Teaser: La Scala threatens: We will call the police! Carlo Bergonzi comes to the rescue!
Opera Chic will explain more later, but she is right now late for an appointment. However, she can tell you this for now:
If Alagna keeps true to his word and threats, and tries to show-up this afternoon at Teatro alla Scala for costume and make-up, sources at La Scala confirm that a deeply-outraged GM Lissner has given orders to staff to call the police, to physically prevent the tenor from entering the building. This is going from bad to worse...the ugliness is getting thick in here. Alagna as a criminal? C'mon, Lissner's Iron Fist is making Alagna look like a gangster.

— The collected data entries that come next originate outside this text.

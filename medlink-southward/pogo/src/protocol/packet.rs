use super::error::ProtocolError;
use bytes::BufMut;
use medlink_sdk::{checksum::crc16_ccitt, WireEncode};
use std::fmt;

pub mod ascii {
    pub const STX: u8 = 0x02;
    pub const ETX: u8 = 0x03;
}

/// Length of the hex checksum trailing every frame.
pub const CHECKSUM_LEN: usize = 4;

/// CRC-16 CCITT, zero seed, as sent by the meter.
pub fn checksum(bytes: &[u8]) -> u16 {
    crc16_ccitt(bytes, 0, 0)
}

#[derive(Debug, Clone, Copy, PartialEq, Eq)]
pub enum OpCode {
    ReadSerial,
    NrRecords,
    GetEvent,
}

impl OpCode {
    pub fn as_char(self) -> char {
        match self {
            OpCode::ReadSerial => '?',
            OpCode::NrRecords => 'n',
            OpCode::GetEvent => 'D',
        }
    }
}

impl fmt::Display for OpCode {
    fn fmt(&self, f: &mut fmt::Formatter<'_>) -> fmt::Result {
        write!(f, "{}", self.as_char())
    }
}

/// Outbound command: `STX op payload CRC ETX`.
#[derive(Debug, Clone, PartialEq, Eq)]
pub struct Command {
    pub op: OpCode,
    pub payload: String,
}

impl Command {
    pub fn new(op: OpCode) -> Self {
        Self {
            op,
            payload: String::new(),
        }
    }

    /// Read the record stored at `index`.
    pub fn get_event(index: u32) -> Self {
        Self {
            op: OpCode::GetEvent,
            payload: format!("{index:03}"),
        }
    }

    fn body(&self) -> String {
        format!("{}{}", self.op.as_char(), self.payload)
    }
}

impl WireEncode for Command {
    type Error = ProtocolError;
    type Context = ();

    fn encoded_len(&self, _: &()) -> usize {
        2 + self.body().len() + CHECKSUM_LEN
    }

    fn encode_to<B: BufMut>(&self, dst: &mut B, _: &()) -> Result<(), Self::Error> {
        let body = self.body();
        dst.put_u8(ascii::STX);
        dst.put_slice(body.as_bytes());
        dst.put_slice(format!("{:04X}", checksum(body.as_bytes())).as_bytes());
        dst.put_u8(ascii::ETX);
        Ok(())
    }
}

/// Check a received frame (everything before ETX) and return its body,
/// without STX and checksum.
pub fn extract_message(frame: &[u8]) -> Result<String, ProtocolError> {
    if frame.len() < 1 + CHECKSUM_LEN {
        return Err(ProtocolError::InvalidPacket(format!(
            "Response too short: {} bytes",
            frame.len()
        )));
    }
    let (head, trailer) = frame.split_at(frame.len() - CHECKSUM_LEN);
    let body = &head[1..];
    let received = std::str::from_utf8(trailer)
        .ok()
        .and_then(|hex| u16::from_str_radix(hex, 16).ok())
        .ok_or_else(|| ProtocolError::InvalidPacket("Checksum is not hex".into()))?;
    let expected = checksum(body);
    if received != expected {
        return Err(ProtocolError::ChecksumMismatch { expected, received });
    }
    Ok(String::from_utf8_lossy(body).into_owned())
}
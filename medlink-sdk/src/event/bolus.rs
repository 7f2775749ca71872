use super::{BgUnits, CarbUnits, EventMeta};
use serde::{Deserialize, Serialize};

#[derive(Debug, Clone, Copy, PartialEq, Eq, Serialize, Deserialize)]
pub enum BolusSubType {
    #[serde(rename = "normal")]
    Normal,
    #[serde(rename = "square")]
    Square,
    #[serde(rename = "dual/square")]
    Dual,
}

#[derive(Debug, Clone, PartialEq, Serialize)]
#[serde(rename_all = "camelCase")]
pub struct Bolus {
    #[serde(flatten)]
    pub meta: EventMeta,
    pub sub_type: BolusSubType,
    #[serde(skip_serializing_if = "Option::is_none")]
    pub normal: Option<f64>,
    #[serde(skip_serializing_if = "Option::is_none")]
    pub expected_normal: Option<f64>,
    #[serde(skip_serializing_if = "Option::is_none")]
    pub extended: Option<f64>,
    #[serde(skip_serializing_if = "Option::is_none")]
    pub expected_extended: Option<f64>,
    #[serde(skip_serializing_if = "Option::is_none")]
    pub duration: Option<i64>,
    #[serde(skip_serializing_if = "Option::is_none")]
    pub expected_duration: Option<i64>,
    /// Insulin on board reported with the bolus; moved to the wizard.
    #[serde(skip)]
    pub iob: Option<f64>,
}

impl Bolus {
    pub fn new(meta: EventMeta, sub_type: BolusSubType) -> Self {
        Self {
            meta,
            sub_type,
            normal: None,
            expected_normal: None,
            extended: None,
            expected_extended: None,
            duration: None,
            expected_duration: None,
            iob: None,
        }
    }

    pub fn normal(meta: EventMeta, amount: f64) -> Self {
        Self {
            normal: Some(amount),
            ..Self::new(meta, BolusSubType::Normal)
        }
    }

    /// Zero-volume normal bolus that was never cancelled.
    pub fn is_empty_delivery(&self) -> bool {
        self.normal == Some(0.0) && !self.expected_normal.is_some_and(|e| e != 0.0)
    }
}

#[derive(Debug, Clone, Copy, PartialEq, Serialize)]
pub struct Recommended {
    pub carb: f64,
    pub correction: f64,
    pub net: f64,
}

#[derive(Debug, Clone, Copy, PartialEq, Serialize)]
pub struct TargetRange {
    pub low: f64,
    pub high: f64,
}

/// Fields logged by the bolus calculator.
#[derive(Debug, Clone, PartialEq, Serialize)]
#[serde(rename_all = "camelCase")]
pub struct WizardInputs {
    pub recommended: Recommended,
    pub carb_input: f64,
    #[serde(skip_serializing_if = "Option::is_none")]
    pub bg_input: Option<f64>,
    pub insulin_carb_ratio: f64,
    pub insulin_sensitivity: f64,
    pub bg_target: TargetRange,
    pub units: BgUnits,
    pub carb_units: CarbUnits,
    #[serde(skip_serializing_if = "Option::is_none")]
    pub insulin_on_board: Option<f64>,
}

/// Wizard record waiting for the bolus it triggered.
#[derive(Debug, Clone, PartialEq)]
pub struct DraftWizard {
    pub meta: EventMeta,
    pub inputs: WizardInputs,
    /// Already paired bolus, present when a finalized wizard is reopened.
    pub bolus: Option<Bolus>,
}

impl DraftWizard {
    pub fn new(meta: EventMeta, inputs: WizardInputs) -> Self {
        Self {
            meta,
            inputs,
            bolus: None,
        }
    }

    pub fn finish(self, bolus: Bolus) -> Wizard {
        Wizard {
            meta: self.meta,
            inputs: self.inputs,
            bolus,
        }
    }
}

#[derive(Debug, Clone, PartialEq, Serialize)]
#[serde(rename_all = "camelCase")]
pub struct Wizard {
    #[serde(flatten)]
    pub meta: EventMeta,
    #[serde(flatten)]
    pub inputs: WizardInputs,
    pub bolus: Bolus,
}

impl From<Wizard> for DraftWizard {
    fn from(w: Wizard) -> Self {
        Self {
            meta: w.meta,
            inputs: w.inputs,
            bolus: Some(w.bolus),
        }
    }
}
#[cfg(test)]
mod tests {
    use super::*;
    use crate::builders::fixtures::at;
    use medlink_sdk::DeltaMarkers;

    fn context() -> MedtronicContext {
        let mut ctx = MedtronicContext::new(MedtronicConfig::new("/dev/null", "123456"));
        ctx.device_id = "MedT-554-123456".into();
        ctx.model = "554".into();
        ctx.settings = Some(CurrentSettings::assemble(
            "554",
            "123456",
            ConfigReplies::default(),
            at(23, 0, 0),
        ));
        ctx
    }

    #[test]
    fn empty_history_has_no_records() {
        let ctx = context();
        let settings = ctx.settings().unwrap().clone();
        let err = process_history(&ctx, &settings).unwrap_err();
        assert_eq!(err.code(), "E_NO_RECORDS");
        assert_eq!(err.to_string(), "No records found on pump");
    }

    #[test]
    fn fetch_percent_is_bounded() {
        assert_eq!(fetch_percent(0, 0), 0);
        assert_eq!(fetch_percent(5, 10), 50);
        assert_eq!(fetch_percent(12, 10), 100);
    }

    #[tokio::test]
    async fn setup_rejects_bad_serial() {
        let mut driver = MedtronicDriver::new(Arc::new(NullUpload));
        let mut ctx = MedtronicContext::new(MedtronicConfig::new("/dev/null", "12"));
        let err = driver.setup(&mut ctx, &Progress::noop()).await.unwrap_err();
        assert_eq!(err.code(), "E_CONFIG");
    }

    #[tokio::test]
    async fn cleanup_without_link_is_a_no_op() {
        let mut driver = MedtronicDriver::new(Arc::new(NullUpload));
        let mut ctx = context();
        driver.cleanup(&mut ctx, &Progress::noop()).await.unwrap();
    }

    struct NullUpload;

    #[async_trait]
    impl UploadTransport for NullUpload {
        async fn most_recent_upload(&self, _: &str, _: &str) -> DriverResult<Option<DeltaMarkers>> {
            Ok(None)
        }

        async fn submit(
            &self,
            _: &[Event],
            _: &SessionInfo,
            _: &Progress,
            _: &str,
            _: &str,
        ) -> DriverResult<()> {
            Ok(())
        }
    }
}
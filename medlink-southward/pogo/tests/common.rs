#![allow(dead_code)]

use async_trait::async_trait;
use medlink_driver_pogo::protocol::{
    packet::{ascii, checksum},
    session::PogoSessionImpl,
};
use medlink_sdk::{DeltaMarkers, DriverResult, Event, Progress, SessionInfo, UploadTransport};
use std::sync::{Arc, Mutex, Once};
use tokio::io::{AsyncReadExt, AsyncWriteExt, DuplexStream};
use tracing::Level;

pub const SERIAL: &str = "AB12345678901";

static INIT_TRACING: Once = Once::new();

pub fn init_tracing() {
    INIT_TRACING.call_once(|| {
        let _ = tracing_subscriber::fmt()
            .with_max_level(Level::DEBUG)
            .with_target(false)
            .without_time()
            .try_init();
    });
}

/// `D` response body as the meter formats it.
pub fn record(index: u32, time: &str, data: &str) -> String {
    let mut s = format!("D{index:05} {time}");
    while s.len() < 37 {
        s.push(' ');
    }
    s.push('1');
    while s.len() < 49 {
        s.push(' ');
    }
    s.push_str(data);
    s
}

fn frame(body: &str) -> Vec<u8> {
    let mut out = vec![ascii::STX];
    out.extend_from_slice(body.as_bytes());
    out.extend_from_slice(format!("{:04X}", checksum(body.as_bytes())).as_bytes());
    out.push(ascii::ETX);
    out
}

/// Meter double serving `records` over an in-memory pipe.
pub fn fake_meter(records: Vec<String>) -> PogoSessionImpl<DuplexStream> {
    let (near, mut far) = tokio::io::duplex(4096);
    tokio::spawn(async move {
        let mut buf = Vec::new();
        let mut chunk = [0u8; 256];
        loop {
            let n = match far.read(&mut chunk).await {
                Ok(0) | Err(_) => return,
                Ok(n) => n,
            };
            buf.extend_from_slice(&chunk[..n]);
            while let Some(end) = buf.iter().position(|b| *b == ascii::ETX) {
                let request: Vec<u8> = buf.drain(..=end).collect();
                let body = String::from_utf8_lossy(&request[1..request.len() - 5]).to_string();
                let reply = match body.as_str() {
                    "?" => format!("?{SERIAL} 1.02.3"),
                    "n" => format!("n{:03}", records.len()),
                    other => {
                        let index: usize = other[1..].parse().unwrap_or(usize::MAX);
                        match records.get(index) {
                            Some(r) => r.clone(),
                            None => continue,
                        }
                    }
                };
                if far.write_all(&frame(&reply)).await.is_err() {
                    return;
                }
            }
        }
    });
    PogoSessionImpl::new(near)
}

/// Upload transport that keeps what it was given.
#[derive(Default)]
pub struct RecordingUpload {
    pub submitted: Mutex<Option<(Vec<Event>, SessionInfo)>>,
}

#[async_trait]
impl UploadTransport for RecordingUpload {
    async fn most_recent_upload(&self, _: &str, _: &str) -> DriverResult<Option<DeltaMarkers>> {
        Ok(None)
    }

    async fn submit(
        &self,
        records: &[Event],
        session: &SessionInfo,
        _: &Progress,
        _: &str,
        _: &str,
    ) -> DriverResult<()> {
        *self.submitted.lock().unwrap() = Some((records.to_vec(), session.clone()));
        Ok(())
    }
}

pub fn upload() -> Arc<RecordingUpload> {
    Arc::new(RecordingUpload::default())
}
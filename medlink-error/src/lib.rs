use anyhow::Error as AnyhowError;
use config::ConfigError;
use medlink_sdk::DriverError;
use serde_json::Error as SerdeJsonError;
use std::{error::Error as StdError, io::Error as IoError};
use thiserror::Error;
use tokio::{task::JoinError, time::Duration};

pub type MedlinkResult<T, E = MedlinkError> = anyhow::Result<T, E>;

#[derive(Error, Debug, Default)]
pub enum MedlinkError {
    #[error("device unavailable")]
    #[default]
    DeviceUnavailable,
    #[error("read/write timeout")]
    Timeout(Duration),
    #[error("{0}")]
    JoinError(#[from] JoinError),
    #[error("{0}")]
    StdError(#[from] Box<dyn StdError + Send + Sync>),
    #[error("{0}")]
    IoError(#[from] IoError),
    #[error("{0}")]
    Msg(String),
    #[error("{0}")]
    Anyhow(#[from] AnyhowError),
    #[error("{0}")]
    Json(#[from] SerdeJsonError),
    #[error("{0}")]
    ConfigError(#[from] ConfigError),
    #[error("Driver error [{code}]: {source}")]
    Driver {
        code: &'static str,
        #[source]
        source: DriverError,
    },
    #[error("Configuration error: {0}")]
    ConfigurationError(String),
    #[error("Initialization error: {0}")]
    InitializationError(String),
    #[error("Upload error: {0}")]
    UploadError(String),
}

impl From<String> for MedlinkError {
    #[inline]
    fn from(e: String) -> Self {
        MedlinkError::Msg(e)
    }
}

impl From<&str> for MedlinkError {
    #[inline]
    fn from(e: &str) -> Self {
        MedlinkError::Msg(e.to_string())
    }
}

impl From<DriverError> for MedlinkError {
    #[inline]
    fn from(e: DriverError) -> Self {
        MedlinkError::Driver {
            code: e.code(),
            source: e,
        }
    }
}

impl MedlinkError {
    /// Stable code for UI display; falls back to a generic code for
    /// errors that did not originate in a driver.
    pub fn code(&self) -> &'static str {
        match self {
            MedlinkError::Driver { code, .. } => code,
            MedlinkError::Timeout(_) => "E_TIMEOUT",
            MedlinkError::ConfigError(_) | MedlinkError::ConfigurationError(_) => "E_CONFIG",
            MedlinkError::UploadError(_) => "E_UPLOAD",
            _ => "E_UNKNOWN",
        }
    }
}
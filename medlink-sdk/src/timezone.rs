//! UTC bootstrapping from device clock changes.
//!
//! Device records carry local clock readings only. Walking the clock changes
//! from newest to oldest reconstructs which timezone, clock drift and
//! conversion offsets applied to each stretch of the record stream.

use crate::{codes, DeviceEvent, DriverError, DriverResult, EventMeta};
use chrono::{DateTime, Duration as ChronoDuration, NaiveDateTime, Utc};
use serde::Serialize;
use tracing::debug;

const ROUND_TO_NEAREST_MIN: i64 = 30;
/// UTC+14 to UTC-12
const MAX_DIFF_MIN: i64 = 1560;
const MAX_TIMEZONE_OFFSET: i32 = 840;
const MIN_TIMEZONE_OFFSET: i32 = -720;
const DAY_MIN: i32 = 1440;
const DAY_MS: i64 = 86_400_000;

#[derive(Debug, Clone, Copy, PartialEq, Eq, Serialize)]
#[serde(rename_all = "kebab-case")]
pub enum TimeProcessing {
    AcrossTheBoardTimezone,
    UtcBootstrapping,
}

impl TimeProcessing {
    pub fn as_str(&self) -> &'static str {
        match self {
            TimeProcessing::AcrossTheBoardTimezone => "across-the-board-timezone",
            TimeProcessing::UtcBootstrapping => "utc-bootstrapping",
        }
    }
}

#[derive(Debug, Clone, Copy, PartialEq, Eq)]
struct Offsets {
    timezone: i32,
    clock_drift: i64,
    conversion: i64,
}

impl Offsets {
    fn to_utc(&self, device_time: NaiveDateTime) -> DateTime<Utc> {
        device_time.and_utc()
            - ChronoDuration::minutes(self.timezone as i64)
            - ChronoDuration::milliseconds(self.conversion)
    }

    fn adjust(&mut self, from: NaiveDateTime, to: NaiveDateTime) {
        let diff = from - to;
        let minutes = diff.num_minutes();
        let offset_diff = ((minutes as f64 / ROUND_TO_NEAREST_MIN as f64) + 0.5).floor() as i64
            * ROUND_TO_NEAREST_MIN;
        let raw_ms = diff.num_seconds() * 1000;

        if offset_diff.abs() <= MAX_DIFF_MIN {
            self.timezone += offset_diff as i32;
            self.clock_drift += raw_ms - offset_diff * 60_000;
        } else {
            self.conversion += raw_ms;
        }

        while self.timezone > MAX_TIMEZONE_OFFSET {
            self.timezone -= DAY_MIN;
            self.conversion += DAY_MS;
        }
        while self.timezone < MIN_TIMEZONE_OFFSET {
            self.timezone += DAY_MIN;
            self.conversion -= DAY_MS;
        }
    }
}

#[derive(Debug, Clone)]
struct OffsetInterval {
    start: Option<DateTime<Utc>>,
    end: Option<DateTime<Utc>>,
    start_index: Option<u64>,
    end_index: Option<u64>,
    offsets: Offsets,
}

impl OffsetInterval {
    fn matches_index(&self, index: u64) -> bool {
        match (self.start_index, self.end_index) {
            (Some(start), Some(end)) => index <= end && index > start,
            (Some(start), None) => index > start,
            (None, Some(end)) => index <= end,
            (None, None) => false,
        }
    }

    /// Placement by UTC for events without an index. Timestamps past the
    /// newest interval end (device clock set into the future) still match it.
    fn matches_time(&self, utc: DateTime<Utc>) -> bool {
        match (self.start, self.end) {
            (Some(start), _) => utc >= start,
            (None, Some(end)) => utc <= end,
            (None, None) => false,
        }
    }
}

#[derive(Debug, Clone)]
pub struct TzoUtil {
    timezone_offset: i32,
    intervals: Vec<OffsetInterval>,
}

impl TzoUtil {
    /// Build the offset intervals for the configured fixed `timezone_offset`
    /// (minutes east of UTC). `changes` must all be time change events; they
    /// are returned with their UTC fields filled in, newest first.
    pub fn new(
        timezone_offset: i32,
        most_recent: DateTime<Utc>,
        mut changes: Vec<DeviceEvent>,
    ) -> DriverResult<(Self, Vec<DeviceEvent>)> {
        let mut intervals = Vec::new();

        if let Some(bad) = changes.iter().find(|c| c.as_time_change().is_none()) {
            return Err(DriverError::SimulationError(format!(
                "Wrong subType of object passed as `timeChange`: {}",
                bad.kind.sub_type()
            )));
        }

        changes.sort_by(|a, b| b.meta.index.cmp(&a.meta.index));

        let mut offsets = Offsets {
            timezone: timezone_offset,
            clock_drift: 0,
            conversion: 0,
        };
        let mut current_index = None;
        let mut newer_time = Some(most_recent);

        for change in changes.iter_mut() {
            let Some(tc) = change.as_time_change() else {
                continue;
            };
            let (from, to) = (tc.change.from, tc.change.to);

            change.meta.time = offsets.to_utc(change.meta.device_time);
            change.meta.timezone_offset = offsets.timezone;
            change.meta.clock_drift_offset = offsets.clock_drift;
            change.meta.conversion_offset = offsets.conversion;

            intervals.push(OffsetInterval {
                start: Some(change.meta.time),
                end: newer_time,
                start_index: change.meta.index,
                end_index: current_index,
                offsets,
            });
            offsets.adjust(from, to);

            current_index = change.meta.index;
            newer_time = Some(change.meta.time);
        }

        if let Some(earliest) = intervals.last().map(|i| i.start) {
            intervals.push(OffsetInterval {
                start: None,
                end: earliest,
                start_index: None,
                end_index: current_index,
                offsets,
            });
        }

        debug!(intervals = intervals.len(), "computed offset intervals");

        Ok((
            Self {
                timezone_offset,
                intervals,
            },
            changes,
        ))
    }

    /// Across-the-board conversion with no clock changes.
    pub fn fixed(timezone_offset: i32) -> Self {
        Self {
            timezone_offset,
            intervals: Vec::new(),
        }
    }

    pub fn processing(&self) -> TimeProcessing {
        if self.intervals.is_empty() {
            TimeProcessing::AcrossTheBoardTimezone
        } else {
            TimeProcessing::UtcBootstrapping
        }
    }

    pub fn timezone_offset(&self) -> i32 {
        self.timezone_offset
    }

    /// Device clock reading in UTC under the configured offset alone.
    pub fn apply_timezone(&self, device_time: NaiveDateTime) -> DateTime<Utc> {
        device_time.and_utc() - ChronoDuration::minutes(self.timezone_offset as i64)
    }

    fn lookup(&self, device_time: NaiveDateTime, index: Option<u64>) -> Option<(DateTime<Utc>, Offsets)> {
        if self.intervals.is_empty() {
            let offsets = Offsets {
                timezone: self.timezone_offset,
                clock_drift: 0,
                conversion: 0,
            };
            return Some((offsets.to_utc(device_time), offsets));
        }
        self.intervals.iter().find_map(|interval| {
            let utc = interval.offsets.to_utc(device_time);
            let hit = match index {
                Some(idx) => interval.matches_index(idx),
                None => interval.matches_time(utc),
            };
            hit.then_some((utc, interval.offsets))
        })
    }

    /// Assign `time` and the offsets from the event's device time and index.
    /// Events without an index are placed by time and marked uncertain.
    pub fn fill_in(&self, meta: &mut EventMeta) {
        match self.lookup(meta.device_time, meta.index) {
            Some((time, offsets)) => {
                meta.time = time;
                meta.timezone_offset = offsets.timezone;
                meta.clock_drift_offset = offsets.clock_drift;
                meta.conversion_offset = offsets.conversion;
                if meta.index.is_none() {
                    meta.annotate(codes::UNCERTAIN_TIMESTAMP);
                }
            }
            None => debug!(device_time = %meta.device_time, "could not look up UTC info"),
        }
    }
}
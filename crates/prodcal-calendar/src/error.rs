//! Error types for annotation aggregation and calendar serialization

use thiserror::Error;

use crate::model::DateKey;

/// Result type alias for calendar operations
pub type Result<T> = std::result::Result<T, CalendarError>;

/// Error type for calendar operations
#[derive(Error, Debug, Clone, PartialEq, Eq)]
pub enum CalendarError {
    /// A date key does not denote a valid Gregorian date
    #[error("Malformed date key '{key}': {reason}")]
    MalformedDateKey {
        /// The offending key as received
        key: String,
        /// Why it was rejected
        reason: String,
    },

    /// An annotation is neither a holiday nor a shortened day, or is both
    #[error("Inconsistent annotation '{message}': exactly one of holiday/shortened must be set")]
    InconsistentAnnotation {
        /// Message text of the rejected annotation
        message: String,
    },

    /// Date arithmetic left the representable range
    #[error("Date out of range: no day follows {0}")]
    DateOutOfRange(DateKey),

    /// Range end precedes its start
    #[error("Invalid range: start {start} is after end {end}")]
    InvalidRange {
        /// First day of the range
        start: DateKey,
        /// Last day of the range
        end: DateKey,
    },

    /// Keys were pushed into an aggregator out of chronological order
    #[error("Unsorted input: {current} does not follow {previous}")]
    UnsortedInput {
        /// Last accepted key
        previous: DateKey,
        /// Rejected key
        current: DateKey,
    },

    /// A UID generator produced an empty identifier
    #[error("Generated event UID is empty")]
    EmptyUid,

    /// A UID generator produced the same identifier twice in one document
    #[error("Duplicate event UID: {0}")]
    DuplicateUid(String),

    /// Calendar text could not be read back
    #[error("Failed to parse calendar: {0}")]
    ParseError(String),
}

impl CalendarError {
    /// Create a malformed date key error
    #[inline]
    #[must_use = "returns CalendarError for malformed date keys"]
    pub fn malformed_key(key: impl Into<String>, reason: impl Into<String>) -> Self {
        Self::MalformedDateKey {
            key: key.into(),
            reason: reason.into(),
        }
    }

    /// Create a parse error
    #[inline]
    #[must_use = "returns CalendarError for parse failures"]
    pub fn parse_error(message: impl Into<String>) -> Self {
        Self::ParseError(message.into())
    }
}
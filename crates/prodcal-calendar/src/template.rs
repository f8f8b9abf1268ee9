//! Text helpers for assembling iCalendar records
//!
//! Record blocks are written as indented raw strings next to the code that
//! fills them in; [`dedent`] turns them into flush-left content lines.

/// Maximum content line length in octets before folding
pub const MAX_LINE_OCTETS: usize = 75;

/// Strip template indentation from a multi-line block
///
/// Removes leading and trailing blank lines and all leading whitespace on
/// every line, so nested template indentation never reaches the output.
/// Trailing whitespace is kept. The result is newline-terminated unless it
/// is empty.
#[must_use]
pub fn dedent(block: &str) -> String {
    let lines: Vec<&str> = block.lines().map(str::trim_start).collect();

    let Some(first) = lines.iter().position(|l| !l.is_empty()) else {
        return String::new();
    };
    let last = lines.iter().rposition(|l| !l.is_empty()).unwrap_or(first);

    let mut out = String::with_capacity(block.len());
    for line in &lines[first..=last] {
        out.push_str(line);
        out.push('\n');
    }
    out
}

/// Escape a value of iCalendar type TEXT
///
/// Only the characters RFC 5545 requires are touched; everything else,
/// including non-ASCII text, is copied as is. Line breaks (`\n`, `\r\n`
/// and a lone `\r`) all become `\n`.
#[must_use]
pub fn escape_text(value: &str) -> String {
    let mut out = String::with_capacity(value.len());
    let mut chars = value.chars().peekable();
    while let Some(c) = chars.next() {
        match c {
            '\\' => out.push_str("\\\\"),
            ';' => out.push_str("\\;"),
            ',' => out.push_str("\\,"),
            '\n' => out.push_str("\\n"),
            '\r' => {
                if chars.peek() == Some(&'\n') {
                    chars.next();
                }
                out.push_str("\\n");
            }
            _ => out.push(c),
        }
    }
    out
}

/// Reverse [`escape_text`]
#[must_use]
pub fn unescape_text(value: &str) -> String {
    let mut out = String::with_capacity(value.len());
    let mut chars = value.chars();
    while let Some(c) = chars.next() {
        if c != '\\' {
            out.push(c);
            continue;
        }
        match chars.next() {
            Some('n' | 'N') => out.push('\n'),
            Some(other) => out.push(other),
            None => out.push('\\'),
        }
    }
    out
}

/// Fold content lines longer than [`MAX_LINE_OCTETS`]
///
/// Continuation lines start with a single space. Breaks never fall inside a
/// UTF-8 sequence.
#[must_use]
pub fn fold_lines(document: &str) -> String {
    let mut out = String::with_capacity(document.len() + document.len() / MAX_LINE_OCTETS * 2);
    for line in document.split_inclusive('\n') {
        let (content, newline) = match line.strip_suffix('\n') {
            Some(content) => (content, "\n"),
            None => (line, ""),
        };
        fold_line(content, &mut out);
        out.push_str(newline);
    }
    out
}

fn fold_line(line: &str, out: &mut String) {
    let mut rest = line;
    // Continuation lines lose one octet to the leading space
    let mut limit = MAX_LINE_OCTETS;
    let mut first = true;
    while rest.len() > limit {
        let mut cut = limit;
        while !rest.is_char_boundary(cut) {
            cut -= 1;
        }
        if !first {
            out.push(' ');
        }
        out.push_str(&rest[..cut]);
        out.push('\n');
        rest = &rest[cut..];
        limit = MAX_LINE_OCTETS - 1;
        first = false;
    }
    if !first {
        out.push(' ');
    }
    out.push_str(rest);
}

And here’s more: Replacement tenor Walter Fraccaro, who will substitute Alagna tonight, spent yesterday in Busseto, Italy (Verdi's hometown which is one-hour drive away from Milan) where his old teacher and mentor, Maestro Carlo Bergonzi, now lives and operates a school for singers.
Bergonzi gracefully agreed to free-up his schedule for the entire day yesterday to walk Fraccaro through his entire part. Bergonzi’s help, our sources confirm to us, has been greatly appreciated by La Scala Management.
Bergonzi’s Radames, remains together with Pavarotti’s as the best Radames of the modern era. Fraccaro really could not have found a better coach. And a more generous one, as Opera Chic can reveal, Maestro Bergonzi did not even ask for a fee or to be compensated for the walk-through, but waived payment, being a dear friend to Teatro alla Scala.
UPDATE UPDATE vvvvvvv
As Opera Chic reported yesterday, Maestro Riccardo Muti will be conducting Don Pasquale tonight in bucolic Ravenna, Italy. Coincidentally, it is the same opera that made him famous in Salzburg, 1971.
In a very long interview with La Stampa Daily in today’s print-edition, Muti talks mostly about his conducting of Don Pasquale, but also speaks about the Alagna/La Scala incident in an article called, “Le trovate cretine non fanno l'opera” ("The ideas of cretins do not make an opera"). The article includes his thoughts on Zeffirelli’s Aida, stating that the production is a culmination of, “moronic ideas, which cannot make an opera work”.
He waxes nostalgic about the simple staging of operas. He fondly remembers his own Macbeth, directed by Graham Vick, “where we just had one large cube on the stage, and nothing else.” This is clearly a not-so-subtle attack on Zeffirelli’s current Aida extravaganza at Teatro alla Scala.
Muti is also very careful not to answer a question about Alagna being booed at La Scala, and says, “I always pay attention to what happens in the world of opera…and one must never reduce music to the soundtrack of an extravaganza.” And this is as direct as il Maestro gets on his careful attack of the scandal at Teatro alla Scala.